Death from CVD was defined as a death where a diagnosis of coronary heart disease, cerebrovascular disease, peripheral vascular disease or heart failure was listed as the immediate, underlying or contributing cause of death. International Classification of Diseases version 10 codes used to identify CVD deaths are listed in Supplementary Table S1, available at Rheumatology online.

The NDE provided information concerning education (highest attained level) and residential area (current and past borough of residence).

Statistics

Baseline demographics were compared between incident RA cases and comparators in each cohort using χ² tests or independent samples Student’s t test as appropriate. The number of deaths from all-causes and CVD were compared between cases and comparators over 5-year intervals of follow-up by χ² tests. Kaplan–Meyer curves of survival were plotted for all-cause and CVD-mortality over at 10-year follow-up.

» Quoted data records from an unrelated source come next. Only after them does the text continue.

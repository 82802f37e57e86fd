pub mod mock;
pub mod tcp;
pub mod traits;
pub mod udp;

pub use mock::*;
pub use tcp::*;
pub use traits::*;
pub use udp::*;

Matched case-comparator cox-regression

Cumulative all-cause and CVD mortality over 5, 10, 15 and 20 years of observation were determined in cox-regression models stratified by each matched case-comparator group, and adjusted for the highest attained level of education. All-cause mortality and death from CVD were the dependent variables in separate analyses.

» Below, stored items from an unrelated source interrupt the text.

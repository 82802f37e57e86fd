use crate::codec::{Deserializable, ReadExt, Reader, Serializable, WriteExt, Writer};
use crate::error::{EipError, Result};

/// Encapsulation command codes.
#[derive(Debug, Clone, Copy, PartialEq, Eq, Hash, Default)]
pub enum EncapCommand {
    #[default]
    Nop,
    ListServices,
    ListIdentity,
    ListInterfaces,
    RegisterSession,
    UnregisterSession,
    SendRrData,
    SendUnitData,
    Unknown(u16),
}

impl From<u16> for EncapCommand {
    fn from(v: u16) -> Self {
        match v {
            0x0000 => EncapCommand::Nop,
            0x0004 => EncapCommand::ListServices,
            0x0063 => EncapCommand::ListIdentity,
            0x0064 => EncapCommand::ListInterfaces,
            0x0065 => EncapCommand::RegisterSession,
            0x0066 => EncapCommand::UnregisterSession,
            0x006F => EncapCommand::SendRrData,
            0x0070 => EncapCommand::SendUnitData,
            other => EncapCommand::Unknown(other),
        }
    }
}

impl From<EncapCommand> for u16 {
    fn from(c: EncapCommand) -> u16 {
        match c {
            EncapCommand::Nop => 0x0000,
            EncapCommand::ListServices => 0x0004,
            EncapCommand::ListIdentity => 0x0063,
            EncapCommand::ListInterfaces => 0x0064,
            EncapCommand::RegisterSession => 0x0065,
            EncapCommand::UnregisterSession => 0x0066,
            EncapCommand::SendRrData => 0x006F,
            EncapCommand::SendUnitData => 0x0070,
            EncapCommand::Unknown(other) => other,
        }
    }
}

/// 24-byte encapsulation header.
#[derive(Debug, Clone, Default, PartialEq, Eq)]
pub struct EncapHeader {
    pub command: EncapCommand,
    /// Payload bytes following the header.
    pub length: u16,
    pub session_handle: u32,
    pub status: u32,
    /// Sender context, echoed back untouched by the target.
    pub context: [u8; 8],
    pub options: u32,
}

impl EncapHeader {
    pub const HEADER_LENGTH: usize = 24;

    pub fn new(command: EncapCommand, session_handle: u32) -> Self {
        EncapHeader { command, session_handle, ..Default::default() }
    }

    pub(crate) fn serialize_with_length(&self, writer: &mut dyn Writer, length: u16) -> Result<()> {
        writer.write(u16::from(self.command))?;
        writer.write(length)?;
        writer.write(self.session_handle)?;
        writer.write(self.status)?;
        writer.write_bytes(&self.context)?;
        writer.write(self.options)
    }
}

impl Serializable for EncapHeader {
    fn length(&self) -> usize {
        Self::HEADER_LENGTH
    }

    fn serialize(&self, writer: &mut dyn Writer) -> Result<()> {
        self.serialize_with_length(writer, self.length)
    }
}

impl<'a> Deserializable<'a> for EncapHeader {
    fn deserialize(reader: &mut dyn Reader<'a>) -> Result<Self> {
        let command = EncapCommand::from(reader.read::<u16>()?);
        let length = reader.read()?;
        let session_handle = reader.read()?;
        let status = reader.read()?;
        let mut context = [0u8; 8];
        reader.read_bytes(&mut context)?;
        let options = reader.read()?;
        Ok(EncapHeader {
            command,
            length,
            session_handle,
            status,
            context,
            options,
        })
    }

    fn deserialize_sized(reader: &mut dyn Reader<'a>, length: usize) -> Result<Self> {
        if length != Self::HEADER_LENGTH {
            return Err(EipError::length(format!(
                "encapsulation header is {} bytes, not {}",
                Self::HEADER_LENGTH,
                length
            )));
        }
        Self::deserialize(reader)
    }
}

Contemporary all-cause and CVD mortality in the period 2011–2015 for each incidence cohort was similarly estimated in stratified cox-regression models adjusted for education. For these analyses, each case who had survived up until the start of the observation period was matched to 10 surviving comparators.

Multivariate cox-regression analyses

Trends in mortality between cases in different incidence cohorts were explored in multivariate cox-regression analyses. All-cause and CVD mortality were the dependent variables in separate models. All models were adjusted for age and gender, and residential area, highest level of education and RF/ACPA status were entered successively into the models. Variables that were related to the outcome (P <0.10) were entered into the multivariate model, and removed successively until all remaining variables were significantly related to the outcome. Possible interactions between the variables were explored.

Results

The baseline demographics of the three incidence cohorts are presented in Table 1. The median age of the three cohorts ranged from 55.6–57.8 years. The percentage of females was also comparable between cohorts and ranged from 72–75%. The level of education in both cases and comparators was higher in the 04–08 cohort than in the earlier cohorts.

All-cause mortality

For the 94–98 and 99–03 cohorts, there were a significantly higher number of deaths in cases compared with comparators after 10 years and more of disease duration (Table 1). Kaplan–Meyer curves for 10-year all-cause mortality for cases and comparators in each cohort are shown in Fig. 1. In stratified cox-regression analyses adjusted for education, the 10-year hazard ratio (HR) for all-cause mortality was significantly greater for cases compared with comparators for the 94–98 and 99–03 cohorts (Table 2). The estimates for the stratified adjusted models for 5, 10, 15 and 20 years of follow-up are presented in Fig. 3 and unadjusted and adjusted models are presented in Supplementary Table S2, available at Rheumatology online.

CVD mortality

A significantly increased number of deaths were observed in cases compared with comparators after 5 years and more of disease duration for the 94–98 cohort, and after 10 years of disease duration for the 99–03 cohort (Table 1). Kaplan–Meyer curves of 10-year CVD mortality for cases and comparators in each cohort are shown in Fig. 2. In stratified cox-regression analyses adjusted for education, the 10-year HR for CVD mortality was significantly higher for cases compared with comparators for both the 94–98 and the 99–03 cohorts (Table 2).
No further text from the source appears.